正反対コンビの共通項は「老若男女が笑える芝居」


「そうなんです、僕ら、その昔ICCさんにいたんですよ!」
札幌テレビ放送の『どさんこワイド』(雨夜)で、北海道文化放送の『のりゆきのトークDE北海道』(箕輪)で。
道内各局のタレント活動で“この顔”に見覚えがある方もいるだろう。

が、その正体は舞台役者を本業とする演劇ユニット「ザ・ビエル座」! 
雨夜秀興(あまやひでおき)、箕輪直人(みのわなおと)が最も熱くなる瞬間は、スポットライトの当たるステージの上にある。ICC入居時代の話はおって聞くとして、まずは彼らの自己紹介から始めよう。

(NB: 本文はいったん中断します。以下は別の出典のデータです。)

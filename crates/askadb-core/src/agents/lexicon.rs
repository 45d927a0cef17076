//! Keyword vocabulary shared by the intent classifier and the suggestion engine.
//!
//! Every semantic role owns one synonym set holding all supported languages
//! (Portuguese and English) side by side. Supporting another language means
//! extending the sets, not adding branches. Terms are matched against whole,
//! lower-cased tokens, so inflections are listed explicitly.

/// Synonyms for one semantic role.
#[derive(Debug, Clone, Copy)]
pub struct Synonyms {
    pub role: &'static str,
    pub terms: &'static [&'static str],
}

pub const SALES: Synonyms = Synonyms {
    role: "sales",
    terms: &[
        "venda", "vendas", "vendido", "vendida", "vendidos", "vendidas", "vender",
        "faturamento", "receita",
        "sale", "sales", "sold", "selling", "revenue",
    ],
};

pub const QUANTITY: Synonyms = Synonyms {
    role: "quantity",
    terms: &[
        "quantidade", "quantidades", "qtd", "qtde", "unidade", "unidades", "volume",
        "quantity", "quantities", "unit", "units",
    ],
};

pub const TIME: Synonyms = Synonyms {
    role: "time",
    terms: &[
        "mês", "mes", "meses", "mensal", "mensais", "mensalmente",
        "month", "months", "monthly",
    ],
};

pub const PRODUCT: Synonyms = Synonyms {
    role: "product",
    terms: &[
        "produto", "produtos", "item", "itens",
        "product", "products", "items",
    ],
};

pub const REGION: Synonyms = Synonyms {
    role: "region",
    terms: &[
        "região", "regiao", "regiões", "regioes", "regional", "regionais",
        "region", "regions",
    ],
};

pub const TREND: Synonyms = Synonyms {
    role: "trend",
    terms: &[
        "tendência", "tendencia", "tendências", "tendencias",
        "crescimento", "variação", "variacao", "evolução", "evolucao",
        "trend", "trends", "growth", "variation", "evolution",
    ],
};

pub const RANKING: Synonyms = Synonyms {
    role: "ranking",
    terms: &[
        "top", "ranking", "rank", "maiores", "melhores",
        "best", "biggest", "largest", "highest",
    ],
};

/// Spelled-out rank sizes.
/// Every synonym set, in the order cue traces list them.
pub const ALL: &[&Synonyms] = &[&SALES, &QUANTITY, &TIME, &PRODUCT, &REGION, &TREND, &RANKING];

pub const NUMBER_WORDS: &[(&str, u32)] = &[
    ("cinco", 5),
    ("five", 5),
    ("dez", 10),
    ("ten", 10),
];

/// Calendar position of every month, with the names a `month` column may hold.
pub const MONTHS: [(u8, &[&str]); 12] = [
    (1, &["january", "janeiro"]),
    (2, &["february", "fevereiro"]),
    (3, &["march", "março", "marco"]),
    (4, &["april", "abril"]),
    (5, &["may", "maio"]),
    (6, &["june", "junho"]),
    (7, &["july", "julho"]),
    (8, &["august", "agosto"]),
    (9, &["september", "setembro"]),
    (10, &["october", "outubro"]),
    (11, &["november", "novembro"]),
    (12, &["december", "dezembro"]),
];

/// Position given to month values outside the table.
pub const UNKNOWN_MONTH_POSITION: u8 = 99;

/// Lower-cased word tokens of a question.
#[derive(Debug, Clone, PartialEq, Eq)]
pub struct QuestionCues {
    pub tokens: Vec<String>,
}

impl QuestionCues {
    pub fn scan(question: &str) -> Self {
        let tokens = question
            .to_lowercase()
            .split(|c: char| !c.is_alphanumeric())
            .filter(|t| !t.is_empty())
            .map(str::to_string)
            .collect();
        Self { tokens }
    }

    pub fn mentions(&self, synonyms: &Synonyms) -> bool {
        self.tokens
            .iter()
            .any(|t| synonyms.terms.contains(&t.as_str()))
    }

    /// First integer token inside `range`.
    /// First numeric token whose value is one of `accepted`.
    pub fn first_integer_in(&self, accepted: &[u32]) -> Option<u32> {
        self.tokens
            .iter()
            .find_map(|t| t.parse::<u32>().ok().filter(|n| accepted.contains(n)))
    }

    /// Roles of the synonym sets the question mentions.
    pub fn matched_roles(&self) -> Vec<&'static str> {
        ALL.iter()
            .filter(|syn| self.mentions(syn))
            .map(|syn| syn.role)
            .collect()
    }

    pub fn first_number_word(&self) -> Option<u32> {
        self.tokens.iter().find_map(|t| {
            NUMBER_WORDS
                .iter()
                .find(|(word, _)| *word == t.as_str())
                .map(|(_, n)| *n)
        })
    }
}

#[cfg(test)]
mod tests {
    use super::*;

    #[test]
    fn tokens_are_lowercased_and_split_on_punctuation() {
        let cues = QuestionCues::scan("Vendas por REGIÃO, mês-a-mês?");
        assert_eq!(cues.tokens, vec!["vendas", "por", "região", "mês", "a", "mês"]);
    }

    #[test]
    fn matching_is_whole_word() {
        assert!(!QuestionCues::scan("laptop stock").mentions(&RANKING));
        assert!(QuestionCues::scan("the top sellers").mentions(&RANKING));
        assert!(!QuestionCues::scan("no mesmo dia").mentions(&TIME));
    }

    #[test]
    fn matched_roles_follow_set_order() {
        let cues = QuestionCues::scan("top regiões por vendas mensais");
        assert_eq!(cues.matched_roles(), vec!["sales", "time", "region", "ranking"]);
    }

    #[test]
    fn synonym_sets_hold_both_languages() {
        assert!(QuestionCues::scan("sales by region").mentions(&REGION));
        assert!(QuestionCues::scan("vendas por região").mentions(&REGION));
        assert!(QuestionCues::scan("vendas por regiao").mentions(&REGION));
    }
}
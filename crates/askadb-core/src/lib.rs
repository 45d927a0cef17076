//! Natural-language analytics questions to SQL.
//!
//! Keyword heuristics classify the question and build an aggregate query;
//! an optional language model is tried first and its output is checked
//! before use.

pub mod agents;
pub mod dsl;
pub mod error;
pub mod llm;
pub mod prompt;
pub mod schema;
pub mod sql;
pub mod translate;
pub mod validate;

pub use error::{ModelError, SchemaError};
pub use llm::SqlGenerator;
pub use prompt::compose::FewShotExample;
pub use schema::Schema;
pub use translate::{TranslationResult, Translator, TranslatorConfig};
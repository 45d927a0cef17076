use crate::agents::intent::Intent;
use crate::dsl::compile::build_plan;
use crate::dsl::plan::QueryPlan;
use crate::schema::descriptor::Schema;

fn render_sql_inner(plan: &QueryPlan) -> String {
    let select_clause = format!("SELECT {}", plan.select_columns.join(",\n       "));

    let from_clause = format!("FROM {}", plan.table);

    // GROUP BY
    let group_by_clause = if plan.group_by_columns.is_empty() {
        "".to_string()
    } else {
        format!("\nGROUP BY {}", plan.group_by_columns.join(", "))
    };

    // ORDER BY
    let order_by_clause = format!("\nORDER BY {}", plan.order_by_clause);

    // LIMIT
    let limit_clause = plan
        .limit
        .map(|n| format!("\nLIMIT {}", n))
        .unwrap_or_default();

    format!(
        "{select}\n{from}{group_by}{order_by}{limit}",
        select = select_clause,
        from = from_clause,
        group_by = group_by_clause,
        order_by = order_by_clause,
        limit = limit_clause,
    )
}

/// Render a plan as SQL. Clauses go on separate lines, no trailing semicolon.
pub fn render_sql(plan: &QueryPlan) -> String {
    render_sql_inner(plan)
}

/// Heuristic query for an intent against a schema.
pub fn build_sql(intent: &Intent, schema: &Schema) -> String {
    render_sql(&build_plan(intent, schema))
}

2009年に結成したザ・ビエル座は札幌でも珍しい二人組の演劇ユニット。脚本・演出を雨夜さんが手がけ、看板役者である箕輪さんを軸に客演の役者たちとともにこれまで3作品の公演を行った。

子どもの頃から目立ちたがりの箕輪さんと隠れたがりだった雨夜さんの正反対コンビ。
「やりたい芝居」が二人の共通項だ。箕輪さんは言う。
「僕らが目指すのは老若男女にわかりやすい芝居。そこに散りばめたい笑いのツボも同じで、客席のおじいちゃんとお孫さんが大笑いしている光景をザ・ビエル座でたくさん増やしていきたいです」。

zabieru_01.jpg写真左から表情たっぷりの箕輪さんと、おだやかな語り口の雨夜さん。取材は新作『タスキノクニ』の会場となる札幌市教育文化会館のロビーで行われた。



ミュージシャンと画家の卵?が芝居の世界へ

二人の出会いは今から10年前にさかのぼる。もとはミュージシャン志望だった箕輪さんは当時北海道工業大学の3年生。同じ舞台表現の勉強になればと軽い気持ちで劇団「ジー・ウイルス」のオーディションに応募した。「ところが結局は芝居のほうにハマっちゃったんです」。

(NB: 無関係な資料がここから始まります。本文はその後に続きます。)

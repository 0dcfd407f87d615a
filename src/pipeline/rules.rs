//! Deterministic reply rules, evaluated before any upstream call.
//!
//! Rules run in a fixed order and the first one that produces a reply wins:
//! 1. prohibited content → deflection
//! 2. running game → guess evaluation
//! 3. explicit game request → new game
//!
//! If no rule matches the router falls through to the completion client.

use std::sync::Arc;

use regex::Regex;
use tracing::debug;

use crate::conversation::{GameEngine, GameState};
use crate::pipeline::types::{ReplyKind, RuleReply};

/// Denylisted tokens (matched as substrings of the lowercased message).
pub const DENYLIST: &[&str] = &["kundi", "kundii", "ass", "fuck", "shit", "myre", "myr", "punda"];

/// Phrases that explicitly ask for a game.
pub const GAME_TRIGGERS: &[&str] = &[
    "play",
    "game",
    "kalikkam",
    "kalikk",
    "bore",
    "boring",
    "oru game",
    "lets play",
    "entha cheyyam",
];

/// Fixed reply to denylisted content.
pub const DEFLECTION_REPLY: &str = "Hehe ponnu 😄 kundi means ass in Malayalam alle? Chill da 😌";

// ── Phrase matching ─────────────────────────────────────────────────

/// "Lowercased text contains any of these phrases" matcher.
///
/// Text is lowercased with `str::to_lowercase` before a case-sensitive
/// search, so only characters that lowercase onto a phrase match it.
#[derive(Debug, Clone)]
pub struct PhraseMatcher {
    regex: Option<Regex>,
}

impl PhraseMatcher {
    /// Compile a matcher from literal phrases. Empty phrases are skipped.
    pub fn new<I, S>(phrases: I) -> Result<Self, regex::Error>
    where
        I: IntoIterator<Item = S>,
        S: AsRef<str>,
    {
        let alternation: Vec<String> = phrases
            .into_iter()
            .map(|p| p.as_ref().trim().to_lowercase())
            .filter(|p| !p.is_empty())
            .map(|p| regex::escape(&p))
            .collect();

        if alternation.is_empty() {
            return Ok(Self { regex: None });
        }

        let regex = Regex::new(&alternation.join("|"))?;
        Ok(Self { regex: Some(regex) })
    }

    /// The first phrase found in `text`, lowercased.
    pub fn find(&self, text: &str) -> Option<String> {
        let regex = self.regex.as_ref()?;
        regex.find(&text.to_lowercase()).map(|m| m.as_str().to_string())
    }

    pub fn is_match(&self, text: &str) -> bool {
        self.regex
            .as_ref()
            .is_some_and(|r| r.is_match(&text.to_lowercase()))
    }
}

// ── Rule trait ──────────────────────────────────────────────────────

/// What a rule may look at and change while classifying one message.
pub struct RuleContext<'a> {
    /// Raw message text.
    pub text: &'a str,
    /// The conversation's game state, locked for this message.
    pub game: &'a mut GameState,
}

/// A deterministic rule: a definite reply, or `None` to pass.
pub trait Rule: Send + Sync {
    /// Stable name for logs and ordering checks.
    fn name(&self) -> &'static str;

    fn try_classify(&self, ctx: &mut RuleContext<'_>) -> Option<RuleReply>;
}

/// Deflects denylisted content so it never reaches the model.
pub struct ProhibitedContentRule {
    denylist: PhraseMatcher,
    reply: String,
}

impl ProhibitedContentRule {
    pub fn new(denylist: PhraseMatcher, reply: impl Into<String>) -> Self {
        Self {
            denylist,
            reply: reply.into(),
        }
    }
}

impl Rule for ProhibitedContentRule {
    fn name(&self) -> &'static str {
        "prohibited_content"
    }

    fn try_classify(&self, ctx: &mut RuleContext<'_>) -> Option<RuleReply> {
        let token = self.denylist.find(ctx.text)?;
        debug!(token = %token, "Message contains denylisted token");
        Some(RuleReply {
            kind: ReplyKind::Deflection,
            text: self.reply.clone(),
        })
    }
}

/// Sends every message to the running game, if there is one.
pub struct ActiveGameRule {
    games: Arc<GameEngine>,
}

impl ActiveGameRule {
    pub fn new(games: Arc<GameEngine>) -> Self {
        Self { games }
    }
}

impl Rule for ActiveGameRule {
    fn name(&self) -> &'static str {
        "active_game"
    }

    fn try_classify(&self, ctx: &mut RuleContext<'_>) -> Option<RuleReply> {
        let result = self.games.guess(ctx.game, ctx.text)?;
        debug!(result = ?result, "Evaluated guess");
        Some(RuleReply {
            kind: ReplyKind::GameMove,
            text: self.games.reply_for(&result),
        })
    }
}

/// Starts a game when the user asks for one.
pub struct GameRequestRule {
    triggers: PhraseMatcher,
    games: Arc<GameEngine>,
}

impl GameRequestRule {
    pub fn new(triggers: PhraseMatcher, games: Arc<GameEngine>) -> Self {
        Self { triggers, games }
    }
}

impl Rule for GameRequestRule {
    fn name(&self) -> &'static str {
        "game_request"
    }

    fn try_classify(&self, ctx: &mut RuleContext<'_>) -> Option<RuleReply> {
        let trigger = self.triggers.find(ctx.text)?;
        debug!(trigger = %trigger, "Explicit game request");
        Some(RuleReply {
            kind: ReplyKind::GameStart,
            text: self.games.start(ctx.game),
        })
    }
}

// ── Engine ──────────────────────────────────────────────────────────

/// Ordered list of rules; the first definite reply wins.
pub struct RulesEngine {
    rules: Vec<Box<dyn Rule>>,
}

impl RulesEngine {
    /// The standard rule chain: prohibited content, active game, game request.
    pub fn default_rules(games: Arc<GameEngine>) -> Result<Self, regex::Error> {
        let denylist = PhraseMatcher::new(DENYLIST)?;
        let triggers = PhraseMatcher::new(GAME_TRIGGERS)?;

        Ok(Self {
            rules: vec![
                Box::new(ProhibitedContentRule::new(denylist, DEFLECTION_REPLY)),
                Box::new(ActiveGameRule::new(Arc::clone(&games))),
                Box::new(GameRequestRule::new(triggers, games)),
            ],
        })
    }

    /// Rule names in evaluation order.
    pub fn rule_names(&self) -> Vec<&'static str> {
        self.rules.iter().map(|r| r.name()).collect()
    }

    /// Run the rules in order; returns the matching rule's name and reply.
    pub fn evaluate(&self, ctx: &mut RuleContext<'_>) -> Option<(&'static str, RuleReply)> {
        self.rules
            .iter()
            .find_map(|rule| rule.try_classify(ctx).map(|reply| (rule.name(), reply)))
    }
}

かたや、北海道芸術デザイン専門学校に通う雨夜さんは油絵と向き合う日々。「親が冗談半分にすすめた」モデル事務所に所属し、ジー・ウイルス団長による演技指導のレッスンを受けていた。

そして二十歳の二人が前述のオーディション会場で出会うこととなる。このジー・ウイルスは後に「ゴールデン・キラーズ」と改名し、2006年4月から3年間ICCに入居していたことも今では懐かしい思い出だ。

zabieru_02.jpg小学校の頃から人気者、学芸会の主役タイプの箕輪さん。



ICC入居の縁で映像作家と短編映画を制作

ゴールデン・キラーズ時代にICC に入居していたザ・ビエル座の二人。
「いろんなクリエイターが集まる環境に刺激されて、とにかく毎日が面白かった」と雨夜さんが振り返れば、「ホントにお世話になりました、感謝してます。子どもが生まれたら“ICC”って名付けたいくらい(笑)」と箕輪さん。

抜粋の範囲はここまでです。